The Warrant is vested and exercisable with respect to 59,845 Warrant Shares as of the date
hereof.
At each Drawdown (as defined in the Note), the Warrant shall vest and become exercisable (on a
cumulative basis) with respect to an additional number of Warrant Shares equal to the quotient of
(x) the principal amount of such Drawdown, divided by (y) the Exercise Price (with such quotient
being rounded down to the nearest whole number).
The Warrant Shares subject to this Warrant are set forth on Schedule I hereto, as
shall be appropriately and promptly updated by the Company upon the occurrence of each Drawdown.
To the extent this Warrant is vested and exercisable with respect to any Warrant Shares
pursuant to the preceding paragraph, this Warrant shall be exercisable with respect to such Warrant
Shares at any time from time to time up to and including 5:00 p.m. (Pacific Time) on the five year
anniversary of the date hereof (such earlier time being referred to herein as the “Expiration
Date”), upon surrender to the Company at its principal office (or at such other location as the
Company may advise the Holder in writing) of this Warrant properly endorsed with (i) the Form of
Subscription attached hereto duly completed and executed and (ii) payment pursuant to Section 2 of
the aggregate Exercise Price for the number of shares for which this Warrant is being exercised
determined in accordance with the provisions hereof. The Exercise Price and the number of shares
purchasable hereunder are subject to adjustment as provided in Section 4 of this Warrant.
1. Exercise; Issuance of Certificates; Acknowledgement.
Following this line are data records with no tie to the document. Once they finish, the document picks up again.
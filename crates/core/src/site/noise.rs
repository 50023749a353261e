use regex::Regex;

use crate::{Result, SiftError};

/// Drops lines that match any of a set of noise patterns
#[derive(Debug, Clone)]
pub struct NoiseFilter {
    patterns: Vec<Regex>,
}

impl NoiseFilter {
    /// Compile a filter from regex sources
    ///
    /// # Errors
    ///
    /// Returns [`SiftError::ConfigError`] naming the first invalid pattern.
    pub fn new<S: AsRef<str>>(patterns: &[S]) -> Result<Self> {
        let patterns = patterns
            .iter()
            .map(|p| {
                Regex::new(p.as_ref())
                    .map_err(|e| SiftError::ConfigError(format!("invalid noise pattern {}: {}", p.as_ref(), e)))
            })
            .collect::<Result<Vec<_>>>()?;
        Ok(Self { patterns })
    }

    pub fn is_noise(&self, line: &str) -> bool {
        let line = line.trim();
        self.patterns.iter().any(|p| p.is_match(line))
    }

    /// Keep the lines that are not noise, in order
    pub fn filter(&self, lines: Vec<String>) -> Vec<String> {
        lines.into_iter().filter(|line| !self.is_noise(line)).collect()
    }
}

/// Collapse runs of identical consecutive lines into one.
///
/// Only neighbours are compared; a line repeated later in the text survives.
pub fn dedupe_adjacent(lines: Vec<String>) -> Vec<String> {
    let mut out: Vec<String> = Vec::with_capacity(lines.len());
    for line in lines {
        if out.last() != Some(&line) {
            out.push(line);
        }
    }
    out
}

/// Confidence in text produced by a site extractor, 0 to 100.
///
/// `removed_ratio` is the share of original characters dropped as noise.
/// Too little or too much filtering, few words, and short average word
/// length each cost points.
pub(crate) fn content_quality(content: &str, removed_ratio: f64) -> u32 {
    let mut score: u32 = 100;

    if !(0.3..=0.8).contains(&removed_ratio) {
        score -= 20;
    }

    let words: Vec<&str> = content
        .split_whitespace()
        .filter(|w| w.chars().any(char::is_alphanumeric))
        .collect();
    if words.len() < 50 {
        score -= 30;
    }

    let letters: usize = words.iter().map(|w| w.chars().filter(|c| c.is_alphanumeric()).count()).sum();
    if words.is_empty() || (letters as f64 / words.len() as f64) < 4.0 {
        score -= 20;
    }

    score
}

#[cfg(test)]
mod tests {
    use super::*;
    use rstest::rstest;

    fn lines(items: &[&str]) -> Vec<String> {
        items.iter().map(|s| s.to_string()).collect()
    }

    #[test]
    fn test_filter_drops_matching_lines() {
        let filter = NoiseFilter::new(&[r"(?i)^reply$", r"^\d+ points$"]).unwrap();
        let kept = filter.filter(lines(&["Actual prose.", "Reply", "42 points", "More prose."]));
        assert_eq!(kept, lines(&["Actual prose.", "More prose."]));
    }

    #[test]
    fn test_invalid_pattern() {
        assert!(matches!(NoiseFilter::new(&["(unclosed"]), Err(SiftError::ConfigError(_))));
    }

    #[test]
    fn test_dedupe_is_adjacent_only() {
        let deduped = dedupe_adjacent(lines(&["a", "a", "b", "a", "a", "a"]));
        assert_eq!(deduped, lines(&["a", "b", "a"]));
    }

    #[rstest]
    #[case(0.5, 60, 100)]
    #[case(0.1, 60, 80)]
    #[case(0.9, 60, 80)]
    #[case(0.5, 10, 70)]
    #[case(0.0, 10, 50)]
    fn test_content_quality(#[case] ratio: f64, #[case] words: usize, #[case] expected: u32) {
        let content = vec!["sentence"; words].join(" ");
        assert_eq!(content_quality(&content, ratio), expected);
    }

    #[test]
    fn test_content_quality_penalizes_fragments() {
        let content = vec!["a b"; 40].join(" ");
        assert_eq!(content_quality(&content, 0.5), 80);
    }
}
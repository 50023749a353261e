use regex::Regex;
use tracing::trace;

use super::noise::{NoiseFilter, content_quality, dedupe_adjacent};
use super::{ExtractionMetadata, ExtractionResult, SiteExtractor, SiteProfile};
use crate::Document;
use crate::dom_tree::{BLOCK_TAGS, DomTree, NodeData, NodeId, collapse_whitespace};
use crate::selector::Selector;
use crate::{Result, SiftError};

/// Minimum characters before a secondary block is appended
const MIN_SECONDARY_CHARS: usize = 50;
/// Minimum confidence for a result to be returned
const MIN_QUALITY: u32 = 60;
/// Minimum characters for a result to be returned
const MIN_CONTENT_CHARS: usize = 100;

/// A [`SiteExtractor`] driven by a [`SiteProfile`]
#[derive(Debug, Clone)]
pub struct ProfileExtractor {
    profile: SiteProfile,
    url_patterns: Vec<Regex>,
    selectors: Vec<Selector>,
    noise: NoiseFilter,
}

/// Lines gathered from one anchor kind
#[derive(Debug, Default)]
struct Collected {
    lines: Vec<String>,
    shadow_depth: usize,
}

impl ProfileExtractor {
    /// Compile a profile's patterns and selectors
    ///
    /// # Errors
    ///
    /// Returns [`SiftError::ConfigError`] or [`SiftError::InvalidSelector`]
    /// if the profile holds an invalid regex or selector.
    pub fn new(profile: SiteProfile) -> Result<Self> {
        let url_patterns = profile
            .url_patterns
            .iter()
            .map(|p| Regex::new(p).map_err(|e| SiftError::ConfigError(format!("invalid url pattern {p}: {e}"))))
            .collect::<Result<Vec<_>>>()?;
        let selectors = profile
            .content_selectors
            .iter()
            .map(|s| Selector::parse(s))
            .collect::<Result<Vec<_>>>()?;
        let noise = NoiseFilter::new(&profile.noise_patterns)?;

        Ok(Self { profile, url_patterns, selectors, noise })
    }

    /// The built-in Reddit extractor
    pub fn reddit() -> Result<Self> {
        Self::new(SiteProfile::reddit())
    }

    pub fn profile(&self) -> &SiteProfile {
        &self.profile
    }

    /// Anchor elements of the primary kind, after checking the source URL
    ///
    /// # Errors
    ///
    /// Returns [`SiftError::StrategyPrecondition`] when the source does not
    /// match or no anchor is present.
    pub fn check_preconditions(&self, doc: &Document) -> Result<Vec<NodeId>> {
        let source = doc
            .source()
            .ok_or_else(|| SiftError::StrategyPrecondition(format!("{}: document has no source", self.profile.name)))?;
        if !self.url_patterns.iter().any(|p| p.is_match(source)) {
            return Err(SiftError::StrategyPrecondition(format!("{}: {source} does not match", self.profile.name)));
        }

        let anchors = find_anchors(doc.tree(), &self.profile.anchors);
        if anchors.is_empty() {
            return Err(SiftError::StrategyPrecondition(format!("{}: no anchor element", self.profile.name)));
        }
        Ok(anchors)
    }

    /// Shadow traversal first, then a selector scan of the light tree, per anchor
    fn collect(&self, tree: &DomTree, anchors: &[NodeId]) -> Collected {
        let mut collected = Collected::default();
        for &anchor in anchors {
            let shadow_lines = tree.shadow_root(anchor).and_then(|_| {
                let mut walker = LineWalker::new(tree, self.profile.max_shadow_depth);
                walker.walk(anchor, 0, &[]);
                let deepest = walker.deepest;
                let lines = walker.finish();
                (!lines.is_empty()).then_some((lines, deepest))
            });

            match shadow_lines {
                Some((lines, deepest)) => {
                    collected.shadow_depth = collected.shadow_depth.max(deepest);
                    collected.lines.extend(lines);
                }
                None => collected.lines.extend(self.scan_light_tree(tree, anchor)),
            }
        }
        collected
    }

    /// Text of the first content selector that matches inside `anchor`
    fn scan_light_tree(&self, tree: &DomTree, anchor: NodeId) -> Vec<String> {
        self.selectors
            .iter()
            .map(|selector| {
                selector
                    .select(tree, anchor)
                    .into_iter()
                    .flat_map(|id| {
                        let mut walker = LineWalker::new(tree, 0);
                        walker.walk(id, 0, &[]);
                        walker.finish()
                    })
                    .collect::<Vec<_>>()
            })
            .find(|lines| !lines.is_empty())
            .unwrap_or_default()
    }
}

impl SiteExtractor for ProfileExtractor {
    fn name(&self) -> &str {
        &self.profile.name
    }

    fn extract(&self, doc: &Document) -> Option<ExtractionResult> {
        let anchors = match self.check_preconditions(doc) {
            Ok(anchors) => anchors,
            Err(e) => {
                trace!(error = %e, "site extractor skipped");
                return None;
            }
        };
        let tree = doc.tree();

        let primary = self.collect(tree, &anchors);
        let secondary_anchors = find_anchors(tree, &self.profile.secondary_anchors);
        let secondary = self.collect(tree, &secondary_anchors);

        let raw_chars = char_total(&primary.lines) + char_total(&secondary.lines);
        let primary_lines = dedupe_adjacent(self.noise.filter(primary.lines));
        let secondary_lines = dedupe_adjacent(self.noise.filter(secondary.lines));

        let mut content = primary_lines.join("\n");
        let secondary_text = secondary_lines.join("\n");
        if secondary_text.chars().count() >= MIN_SECONDARY_CHARS {
            content.push_str(&format!("\n\n## {}\n\n{}", self.profile.secondary_heading, secondary_text));
        }

        let kept_chars = char_total(&primary_lines) + char_total(&secondary_lines);
        let removed_ratio =
            if raw_chars == 0 { 0.0 } else { raw_chars.saturating_sub(kept_chars) as f64 / raw_chars as f64 };
        let quality_score = content_quality(&content, removed_ratio);

        trace!(
            strategy = %self.profile.name,
            quality_score,
            removed_ratio,
            chars = content.chars().count(),
            "site extraction finished"
        );

        if quality_score < MIN_QUALITY || content.chars().count() < MIN_CONTENT_CHARS {
            return None;
        }

        Some(ExtractionResult {
            content,
            metadata: ExtractionMetadata {
                strategy: self.profile.name.clone(),
                shadow_depth: primary.shadow_depth.max(secondary.shadow_depth),
                noise_filtered: kept_chars < raw_chars,
                quality_score,
            },
        })
    }
}

fn find_anchors(tree: &DomTree, tags: &[String]) -> Vec<NodeId> {
    tree.descendants(tree.root())
        .into_iter()
        .filter(|id| tree.tag_name(*id).is_some_and(|tag| tags.iter().any(|t| t == tag)))
        .collect()
}

fn char_total(lines: &[String]) -> usize {
    lines.iter().map(|l| l.chars().count()).sum()
}

/// Lays out text as block-level lines, entering shadow roots and projecting slots
struct LineWalker<'a> {
    tree: &'a DomTree,
    max_depth: usize,
    deepest: usize,
    lines: Vec<String>,
    current: String,
}

impl<'a> LineWalker<'a> {
    fn new(tree: &'a DomTree, max_depth: usize) -> Self {
        Self { tree, max_depth, deepest: 0, lines: Vec::new(), current: String::new() }
    }

    fn flush(&mut self) {
        let line = collapse_whitespace(&self.current);
        if !line.is_empty() {
            self.lines.push(line);
        }
        self.current.clear();
    }

    fn finish(mut self) -> Vec<String> {
        self.flush();
        self.lines
    }

    /// Walk `id` at shadow `depth`. `hosts` is the chain of shadow hosts
    /// whose trees enclose `id`, innermost last.
    fn walk(&mut self, id: NodeId, depth: usize, hosts: &[NodeId]) {
        let tree = self.tree;
        let (tag, is_block) = match &tree.node(id).data {
            NodeData::Text(text) => {
                self.current.push_str(text);
                return;
            }
            NodeData::ShadowRoot { .. } => (None, false),
            NodeData::Element { tag, .. } => (Some(tag.as_str()), BLOCK_TAGS.contains(&tag.as_str()) || tag == "br"),
        };

        if is_block {
            self.flush();
        }

        if tag == Some("slot")
            && let Some((&host, outer)) = hosts.split_last()
        {
            let assigned = assigned_nodes(tree, host, tree.attr(id, "name"));
            if assigned.is_empty() {
                self.walk_children(id, depth, hosts);
            } else {
                for node in assigned {
                    self.walk(node, depth - 1, outer);
                }
            }
        } else if let Some(shadow) = tree.shadow_root(id)
            && depth < self.max_depth
        {
            self.deepest = self.deepest.max(depth + 1);
            let mut inner = hosts.to_vec();
            inner.push(id);
            self.walk_children(shadow, depth + 1, &inner);
        } else {
            self.walk_children(id, depth, hosts);
        }

        if is_block {
            self.flush();
        }
    }

    fn walk_children(&mut self, id: NodeId, depth: usize, hosts: &[NodeId]) {
        for &child in self.tree.children(id) {
            self.walk(child, depth, hosts);
        }
    }
}

/// Light children of `host` rendered by a slot with the given name
fn assigned_nodes(tree: &DomTree, host: NodeId, slot_name: Option<&str>) -> Vec<NodeId> {
    tree.children(host)
        .iter()
        .copied()
        .filter(|child| {
            let assigned_to = tree.attr(*child, "slot").filter(|s| !s.is_empty());
            match slot_name.filter(|s| !s.is_empty()) {
                Some(name) => assigned_to == Some(name),
                None => assigned_to.is_none(),
            }
        })
        .collect()
}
To the extent that this
Warrant is vested and exercisable with respect to any Warrant Shares, this Warrant shall be
exercisable at the option of the holder of record hereof, at any time or from time to time up to
the Expiration Date for all or any part of such Warrant Shares (but not for a fraction of a share)
for which this Warrant is vested and exercisable at such time. The Company agrees that the shares
of Common Stock purchased under this Warrant shall be and are deemed to be issued to the Holder
hereof as the record owner of such shares as of the close of business on the date on which this
Warrant shall have been surrendered, properly endorsed, the completed, executed Form of
Subscription delivered and payment made for such shares. Certificates for the shares of the Common
Stock so purchased, together with any other securities or property to which the Holder hereof is
entitled upon such exercise, shall be delivered to the Holder hereof by the Company at the
Company’s expense within three business days after the rights represented by this Warrant have been
so exercised, and may bear a restrictive legend in substantially the form set forth in Section 3.6
of the Agreement. Each certificate so delivered shall be in such denominations of the Warrant
Shares as may be requested by the Holder hereof and shall be registered in the name of such Holder.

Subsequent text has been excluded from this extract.